Над этой песней я ревел — так замечательно ее пели грузчики.
И, по совету грузчиков, матросов я добился того, что мне купили гармошку дома, и вот скоро заиграл, запел:
Хаз-Булат удалой,
Бедна сакля твоя.
Много выучил песен и распевал на дворе матросам под гармошку.
Много, жадно читал, много писал стихов и прятал, затаив неодолимое желание стать когда-нибудь поэтом.
В школе читал наизусть заданные стихи лучше всех и легко, отлично писал школьные сочиненья, но никому никогда не говорил, что сочиняю свои стихи, ибо боялся насмешек, так как считал свои стихи плохими: ведь никто не учил меня и никто моей судьбой не интересовался.
Только и ждал: вот вырасту, стану умным, самостоятельным и тогда…
Ого! Тогда что-нибудь выйдет.
По-настоящему серьезно я возлюбил волшебницу Каму после того, когда тонул в ней шестой раз: едва из-под плотов вытащил меня за волосы рыбак.
Обсушиваясь у костра в качестве бывшего утопленника (чтобы об этом не узнали дома — ни-ни-ни, а то прощай рисковое рыбатство!), я призадумался и решил, что Кама — вещь непостижимо чудесная, таинственная, многорыбная, богатейшая великая река, которая не выносит шалостей, и, стало быть, надо глубоко уважать ее торжественное теченье.
Вот с этой поры всю силу любви отдал Каме и так горячо сдружился с ней, что дороже Камы ничего не было у меня на свете.
Как бурный приток, я втекал в ее воды, и это стало теченьем счастья.
Это наполнило берега моей жизни несказанным величием бодрости и слиянием с окружающим миром.
Да! Не знаю: быть может, я вырос настолько, что за спиной, как окрепший голубь, крылья почуял, но Кама вдруг вот воротами распахнулась, и тут понял я всю неисчерпаемую ее щедрость и призывающие объятья.

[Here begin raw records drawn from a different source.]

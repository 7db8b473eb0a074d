use config::{Config, ConfigError, Environment, File};
use serde::Deserialize;
use std::path::Path;

use crate::core::MatchOptions;

/// Application configuration
#[derive(Debug, Clone, Default, Deserialize)]
pub struct Settings {
    #[serde(default)]
    pub server: ServerSettings,
    #[serde(default)]
    pub matching: MatchingSettings,
    #[serde(default)]
    pub network: NetworkSettings,
    #[serde(default)]
    pub data: DataSettings,
    #[serde(default)]
    pub logging: LoggingSettings,
}

#[derive(Debug, Clone, Deserialize)]
pub struct ServerSettings {
    #[serde(default = "default_host")]
    pub host: String,
    #[serde(default = "default_port")]
    pub port: u16,
    pub workers: Option<usize>,
}

impl Default for ServerSettings {
    fn default() -> Self {
        Self {
            host: default_host(),
            port: default_port(),
            workers: None,
        }
    }
}

fn default_host() -> String { "127.0.0.1".to_string() }
fn default_port() -> u16 { 8080 }

#[derive(Debug, Clone, Deserialize)]
pub struct MatchingSettings {
    #[serde(default = "default_min_score")]
    pub min_score: u8,
    #[serde(default = "default_max_results")]
    pub max_results: usize,
    /// Upper bound applied to caller-supplied `maxResults`
    #[serde(default = "default_max_results_limit")]
    pub max_results_limit: usize,
}

impl Default for MatchingSettings {
    fn default() -> Self {
        Self {
            min_score: default_min_score(),
            max_results: default_max_results(),
            max_results_limit: default_max_results_limit(),
        }
    }
}

impl MatchingSettings {
    pub fn options(&self) -> MatchOptions {
        MatchOptions {
            min_score: self.min_score,
            max_results: self.max_results,
        }
    }
}

fn default_min_score() -> u8 { 50 }
fn default_max_results() -> usize { 15 }
fn default_max_results_limit() -> usize { 100 }

#[derive(Debug, Clone, Deserialize)]
pub struct NetworkSettings {
    #[serde(default = "default_max_depth")]
    pub max_depth: usize,
    /// Upper bound applied to caller-supplied `maxDepth`
    #[serde(default = "default_max_depth_limit")]
    pub max_depth_limit: usize,
}

impl Default for NetworkSettings {
    fn default() -> Self {
        Self {
            max_depth: default_max_depth(),
            max_depth_limit: default_max_depth_limit(),
        }
    }
}

fn default_max_depth() -> usize { 3 }
fn default_max_depth_limit() -> usize { 6 }

/// Optional dataset files; the built-in sample data is used when unset
#[derive(Debug, Clone, Default, Deserialize)]
pub struct DataSettings {
    pub investors_path: Option<String>,
    pub network_path: Option<String>,
}

#[derive(Debug, Clone, Deserialize)]
pub struct LoggingSettings {
    #[serde(default = "default_log_level")]
    pub level: String,
    #[serde(default = "default_log_format")]
    pub format: String,
}

impl Default for LoggingSettings {
    fn default() -> Self {
        Self {
            level: default_log_level(),
            format: default_log_format(),
        }
    }
}

fn default_log_level() -> String { "info".to_string() }
fn default_log_format() -> String { "json".to_string() }

impl Settings {
    /// Load configuration from file and environment variables
    ///
    /// Configuration is loaded in the following order (later overrides earlier):
    /// 1. Default values in the struct
    /// 2. Configuration files (config/default, config/local)
    /// 3. Environment variables (prefixed with DEEPFLOW__)
    pub fn load() -> Result<Self, ConfigError> {
        let settings = Config::builder()
            .add_source(File::with_name("config/default").required(false))
            // Development overrides
            .add_source(File::with_name("config/local").required(false))
            // e.g., DEEPFLOW__SERVER__PORT -> server.port
            .add_source(env_source())
            .build()?;

        settings.try_deserialize()
    }

    /// Load configuration from a custom path
    pub fn load_from<P: AsRef<Path>>(path: P) -> Result<Self, ConfigError> {
        let settings = Config::builder()
            .add_source(File::from(path.as_ref()))
            .add_source(env_source())
            .build()?;

        settings.try_deserialize()
    }
}

fn env_source() -> Environment {
    Environment::with_prefix("DEEPFLOW")
        .prefix_separator("__")
        .separator("__")
        .try_parsing(true)
}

Это Кама — у ночного костра за чайником — рассказывала мне, начинающему смешному рыбаку, удивительную повесть о том, что Пушкин и Колумб, Гоголь и Эдиссон, Некрасов и Гарибальди в свое время были такими же, как я, мальчиками, но выросли, много учились, много знали, много работали, много боролись и вот сумели стать великими.
В те малые годы я достаточно знал об этих великих, с раскаленной жадностью упивался книгами, заучивал наизусть Пушкина, Лермонтова, Некрасова (до всех и до всего доходил своей головой, так как никто ничему меня не учил и никто ни капли мной не занимался), читал с удовольствием вслух матросам стихи, смешил всех своей будоражной энергией, нелепыми фантазиями, дикими, будто ветер шальной, порывами в неизвестность.
И, главное, никогда не обижался, если меня совершенно не понимали и моих изобретений не ценили.
За все свое детство и юность я не помню ни единого случая, чтобы меня за что-либо, хотя бы нечаянно, похвалили.
Я же изо всех сил старался для всех сделать, выдумать что-нибудь приятное, удивляющее, но увы…
Сиротство обрекло на полное одиночество.
Всегда я стоял, как отодвинутый стул, в стороне.
Однако это сиротское положение не мешало мне видеть с иного берега жизнь и быть затейником в веселых играх на широком дворе, на пристани, на раздольной Каме.
Ах, эта Кама!
Единственная, как солнце, любимая река, мою мать заменившая: она светила, грела, утешала, призывала, дарила, забавляла, катала, волновала, купала, учила.
И маленькому сыну своему обещала гуще прибавить крепких, здоровых, привольных дней, чтобы вырос он ядреным, толковым парнем.